## What is needed
Each line of the data below that includes the string "candidate" must be copied.

## The data
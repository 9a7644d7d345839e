//! Search and ordering over the catalog. The TUI calls [`query`] on every
//! keystroke; with a repertoire of a few dozen songs the straightforward
//! filter-then-sort is all that is needed.

use std::cmp::Ordering;

use chrono::{DateTime, Days, Months, NaiveDate, NaiveDateTime};
use icu_collator::{Collator, CollatorOptions, Strength};
use once_cell::sync::Lazy;
use regex::Regex;

use crate::models::{DateOrder, Song};

static ISO_DATE: Lazy<Regex> =
    Lazy::new(|| Regex::new(r"^([0-9]{4})-([0-9]{2})-([0-9]{2})$").unwrap());
static BR_DATE: Lazy<Regex> =
    Lazy::new(|| Regex::new(r"^([0-9]{2})/([0-9]{2})/([0-9]{4})$").unwrap());

/// Root-locale collator at primary strength: ignores case and accents.
static TITLE_COLLATOR: Lazy<Collator> = Lazy::new(|| {
    let mut options = CollatorOptions::new();
    options.strength = Some(Strength::Primary);
    Collator::try_new(&Default::default(), options).unwrap()
});

/// Date-time layouts tried for free-form text, in order.
const DATETIME_FORMATS: &[&str] = &[
    "%Y-%m-%dT%H:%M:%S%.f",
    "%Y-%m-%dT%H:%M",
    "%Y-%m-%d %H:%M:%S",
    "%Y-%m-%d %H:%M",
];

/// Date-only layouts tried for free-form text, in order.
const DATE_FORMATS: &[&str] = &[
    "%Y-%m-%d",
    "%Y/%m/%d",
    "%Y.%m.%d",
    "%m/%d/%Y",
    "%B %d, %Y",
    "%b %d, %Y",
    "%d %B %Y",
    "%d %b %Y",
];

fn midnight(date: NaiveDate) -> Option<NaiveDateTime> {
    date.and_hms_opt(0, 0, 0)
}

/// Calendar date for `year`, `month`, `day` where out-of-range months and
/// days carry over into the next period (`31/02` is 3 March, `00/03` is the
/// last day of February).
fn rolled_date(year: i32, month: i64, day: i64) -> Option<NaiveDate> {
    let base = NaiveDate::from_ymd_opt(year, 1, 1)?;
    let months = month - 1;
    let shifted = if months >= 0 {
        base.checked_add_months(Months::new(u32::try_from(months).ok()?))
    } else {
        base.checked_sub_months(Months::new(u32::try_from(months.unsigned_abs()).ok()?))
    }?;
    let days = day - 1;
    if days >= 0 {
        shifted.checked_add_days(Days::new(days.unsigned_abs()))
    } else {
        shifted.checked_sub_days(Days::new(days.unsigned_abs()))
    }
}

fn capture_number<T: std::str::FromStr>(caps: &regex::Captures<'_>, index: usize) -> Option<T> {
    caps.get(index)?.as_str().parse().ok()
}

/// Interpret a last-played value. `YYYY-MM-DD` and `DD/MM/YYYY` are matched
/// strictly; any other text goes through a lenient parse. Blank or
/// unparseable text means "no date".
///
/// `YYYY-MM-DD` needs a month in 1..=12 and a day in 1..=31, and a day past
/// the end of the month carries over (`2025-02-30` is 2 March).
/// `DD/MM/YYYY` carries over any month or day value.
pub fn parse_last_played(text: &str) -> Option<NaiveDateTime> {
    if text.trim().is_empty() {
        return None;
    }
    if let Some(caps) = ISO_DATE.captures(text) {
        let year = capture_number::<i32>(&caps, 1)?;
        let month = capture_number::<i64>(&caps, 2)?;
        let day = capture_number::<i64>(&caps, 3)?;
        if !(1..=12).contains(&month) || !(1..=31).contains(&day) {
            return None;
        }
        return rolled_date(year, month, day).and_then(midnight);
    }
    if let Some(caps) = BR_DATE.captures(text) {
        let day = capture_number::<i64>(&caps, 1)?;
        let month = capture_number::<i64>(&caps, 2)?;
        let year = capture_number::<i32>(&caps, 3)?;
        return rolled_date(year, month, day).and_then(midnight);
    }
    parse_free_form(text.trim())
}

fn parse_free_form(text: &str) -> Option<NaiveDateTime> {
    if let Ok(parsed) = DateTime::parse_from_rfc3339(text) {
        return Some(parsed.naive_utc());
    }
    if let Ok(parsed) = DateTime::parse_from_rfc2822(text) {
        return Some(parsed.naive_utc());
    }
    DATETIME_FORMATS
        .iter()
        .find_map(|format| NaiveDateTime::parse_from_str(text, format).ok())
        .or_else(|| {
            DATE_FORMATS
                .iter()
                .find_map(|format| NaiveDate::parse_from_str(text, format).ok())
                .and_then(midnight)
        })
}

/// Locale-aware title comparison that ignores case and accents, so `água`,
/// `Água` and `agua` compare equal.
pub fn compare_titles(a: &str, b: &str) -> Ordering {
    TITLE_COLLATOR.compare(a, b)
}

/// True when the song's title or one of its tags contains `needle`, which must
/// already be trimmed and lowercased. An empty needle matches everything.
fn matches(song: &Song, needle: &str) -> bool {
    if needle.is_empty() {
        return true;
    }
    song.title.to_lowercase().contains(needle)
        || song
            .tags
            .iter()
            .any(|tag| tag.to_lowercase().contains(needle))
}

struct Ranked<'a> {
    song: &'a Song,
    played: Option<NaiveDateTime>,
}

/// Filter `songs` by `text` and order the survivors according to `order`.
///
/// Titles are compared with [`compare_titles`]. In the date modes, songs without
/// a usable last-played date always come after the dated ones and keep title
/// order among themselves. The sort is stable, so ties keep catalog order.
pub fn query<'a>(songs: &'a [Song], text: &str, order: DateOrder) -> Vec<&'a Song> {
    let needle = text.trim().to_lowercase();

    let mut ranked: Vec<Ranked<'a>> = songs
        .iter()
        .filter(|song| matches(song, &needle))
        .map(|song| Ranked {
            song,
            played: match order {
                DateOrder::None => None,
                _ => song.last_played.as_deref().and_then(parse_last_played),
            },
        })
        .collect();

    ranked.sort_by(|a, b| compare(a, b, order));
    ranked.into_iter().map(|entry| entry.song).collect()
}

fn compare(a: &Ranked<'_>, b: &Ranked<'_>, order: DateOrder) -> Ordering {
    let by_title = || compare_titles(&a.song.title, &b.song.title);
    match order {
        DateOrder::None => by_title(),
        DateOrder::Recent | DateOrder::Oldest => match (a.played, b.played) {
            (None, None) => by_title(),
            (None, Some(_)) => Ordering::Greater,
            (Some(_), None) => Ordering::Less,
            (Some(da), Some(db)) if order == DateOrder::Recent => db.cmp(&da),
            (Some(da), Some(db)) => da.cmp(&db),
        },
    }
}

#[cfg(test)]
mod tests {
    use super::*;

    fn song(id: &str, title: &str, tags: &[&str], played: &str) -> Song {
        Song::new(id, title, format!("https://example.com/{id}"), "C")
            .with_tags(tags.iter().copied())
            .with_last_played(played)
    }

    fn ids(songs: &[&Song]) -> Vec<String> {
        songs.iter().map(|s| s.id.clone()).collect()
    }

    fn sample() -> Vec<Song> {
        vec![
            song("1", "O Que Sua Glória Fez Comigo", &["adoração"], ""),
            song("2", "Digno de tudo", &["louvor"], "2025-09-15"),
            song("3", "Quem é esse", &["adoração"], "01/08/2025"),
            song("4", "Maravilhosa Graça", &["louvor"], "ontem"),
            song("5", "Há Poder", &["louvor", "hino"], "2024-12-25"),
            song("6", "Tu és Deus", &["celebração"], ""),
        ]
    }

    #[test]
    fn tag_query_returns_matches_sorted_by_title() {
        let songs = sample();
        let result = query(&songs, "adoração", DateOrder::None);
        assert_eq!(ids(&result), ["1", "3"]);
    }

    #[test]
    fn query_is_trimmed_and_case_insensitive() {
        let songs = sample();
        let result = query(&songs, "  GRAÇA ", DateOrder::None);
        assert_eq!(ids(&result), ["4"]);

        let result = query(&songs, "LOUV", DateOrder::None);
        assert_eq!(ids(&result), ["2", "5", "4"]);
    }

    #[test]
    fn every_included_song_matches_and_every_excluded_does_not() {
        let songs = sample();
        for needle in ["a", "de", "ção", "xyz", "hino", "es"] {
            let result = query(&songs, needle, DateOrder::Recent);
            for candidate in &songs {
                let hit = candidate.title.to_lowercase().contains(needle)
                    || candidate.tags.iter().any(|t| t.to_lowercase().contains(needle));
                let included = result.iter().any(|s| s.id == candidate.id);
                assert_eq!(hit, included, "needle {needle:?}, song {}", candidate.id);
            }
        }
    }

    #[test]
    fn blank_query_returns_everything_alphabetically() {
        let songs = sample();
        let result = query(&songs, "   ", DateOrder::None);
        assert_eq!(ids(&result), ["2", "5", "4", "1", "3", "6"]);
    }

    #[test]
    fn title_order_ignores_case_and_accents() {
        let songs = vec![
            song("1", "beta", &[], ""),
            song("2", "Água viva", &[], ""),
            song("3", "Alfa", &[], ""),
            song("4", "agua viva", &[], ""),
        ];
        let result = query(&songs, "", DateOrder::None);
        // "Água viva" and "agua viva" collate equal and keep catalog order.
        assert_eq!(ids(&result), ["2", "4", "3", "1"]);
    }

    #[test]
    fn duplicate_titles_keep_catalog_order() {
        let songs = vec![
            song("b", "Same", &[], ""),
            song("a", "Same", &[], ""),
            song("c", "same", &[], ""),
        ];
        let result = query(&songs, "", DateOrder::None);
        assert_eq!(ids(&result), ["b", "a", "c"]);
    }

    #[test]
    fn recent_puts_latest_first_and_undated_last() {
        let songs = sample();
        let result = query(&songs, "", DateOrder::Recent);
        // Dated: 2 (2025-09-15), 3 (2025-08-01), 5 (2024-12-25).
        // Undated by title: 4 (Maravilhosa), 1 (O Que), 6 (Tu és).
        assert_eq!(ids(&result), ["2", "3", "5", "4", "1", "6"]);
    }

    #[test]
    fn oldest_puts_earliest_first_and_undated_last() {
        let songs = sample();
        let result = query(&songs, "", DateOrder::Oldest);
        assert_eq!(ids(&result), ["5", "3", "2", "4", "1", "6"]);
    }

    #[test]
    fn missing_date_field_sorts_like_empty_text() {
        let songs = vec![
            Song::new("1", "Zulu", "https://z", "C"),
            song("2", "Alpha", &[], "2025-01-01"),
            song("3", "Bravo", &[], ""),
        ];
        let result = query(&songs, "", DateOrder::Oldest);
        assert_eq!(ids(&result), ["2", "3", "1"]);
    }

    #[test]
    fn equal_dates_keep_catalog_order() {
        let songs = vec![
            song("1", "Zulu", &[], "2025-01-01"),
            song("2", "Alpha", &[], "01/01/2025"),
        ];
        assert_eq!(ids(&query(&songs, "", DateOrder::Recent)), ["1", "2"]);
        assert_eq!(ids(&query(&songs, "", DateOrder::Oldest)), ["1", "2"]);
    }

    #[test]
    fn parses_strict_layouts() {
        let expected = NaiveDate::from_ymd_opt(2025, 9, 15)
            .and_then(|d| d.and_hms_opt(0, 0, 0));
        assert_eq!(parse_last_played("2025-09-15"), expected);
        assert_eq!(parse_last_played("15/09/2025"), expected);
    }

    fn on(year: i32, month: u32, day: u32) -> Option<NaiveDateTime> {
        NaiveDate::from_ymd_opt(year, month, day).and_then(|d| d.and_hms_opt(0, 0, 0))
    }

    #[test]
    fn strict_layouts_roll_over_past_month_end() {
        assert_eq!(parse_last_played("2025-02-30"), on(2025, 3, 2));
        assert_eq!(parse_last_played("31/02/2025"), on(2025, 3, 3));
        assert_eq!(parse_last_played("00/03/2024"), on(2024, 2, 29));
        assert_eq!(parse_last_played("01/13/2025"), on(2026, 1, 1));
    }

    #[test]
    fn iso_layout_rejects_out_of_range_fields() {
        assert_eq!(parse_last_played("2025-13-01"), None);
        assert_eq!(parse_last_played("2025-00-10"), None);
        assert_eq!(parse_last_played("2025-02-32"), None);
        assert_eq!(parse_last_played("2025-02-00"), None);
    }

    #[test]
    fn rolled_over_date_counts_as_dated() {
        let songs = vec![
            song("1", "Alpha", &[], "2025-01-01"),
            song("2", "Bravo", &[], "31/02/2025"),
        ];
        assert_eq!(ids(&query(&songs, "", DateOrder::Recent)), ["2", "1"]);
    }

    #[test]
    fn parses_free_form_dates() {
        let sept = NaiveDate::from_ymd_opt(2025, 9, 15).unwrap();
        assert_eq!(
            parse_last_played("2025-09-15T10:30:00Z").map(|d| d.date()),
            Some(sept)
        );
        assert_eq!(parse_last_played("September 15, 2025").map(|d| d.date()), Some(sept));
        assert_eq!(parse_last_played("2025/09/15").map(|d| d.date()), Some(sept));
        assert_eq!(parse_last_played(" 2025-09-15 ").map(|d| d.date()), Some(sept));
    }

    #[test]
    fn garbage_and_blank_dates_are_absent() {
        assert_eq!(parse_last_played(""), None);
        assert_eq!(parse_last_played("   "), None);
        assert_eq!(parse_last_played("ontem"), None);
        assert_eq!(parse_last_played("15-09"), None);
    }

    #[test]
    fn title_comparison_ignores_case_and_accents() {
        assert_eq!(compare_titles("Há Poder", "ha poder"), Ordering::Equal);
        assert_eq!(compare_titles("ÁGUA", "agua"), Ordering::Equal);
        assert_eq!(compare_titles("alfa", "Beta"), Ordering::Less);
    }

    #[test]
    fn punctuated_and_non_latin_titles_follow_collation_order() {
        let songs = vec![
            song("1", "Zulu", &[], ""),
            song("2", "Ørn", &[], ""),
            song("3", "~Tilde", &[], ""),
            song("4", "Beta", &[], ""),
        ];
        let result = query(&songs, "", DateOrder::None);
        let titles: Vec<&str> = result.iter().map(|s| s.title.as_str()).collect();
        assert_eq!(titles, ["~Tilde", "Beta", "Ørn", "Zulu"]);
    }
}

## Response
            for candidate in &songs {
                let hit = candidate.title.to_lowercase().contains(needle)
                    || candidate.tags.iter().any(|t| t.to_lowercase().contains(needle));
                let included = result.iter().any(|s| s.id == candidate.id);
                assert_eq!(hit, included, "needle {needle:?}, song {}", candidate.id);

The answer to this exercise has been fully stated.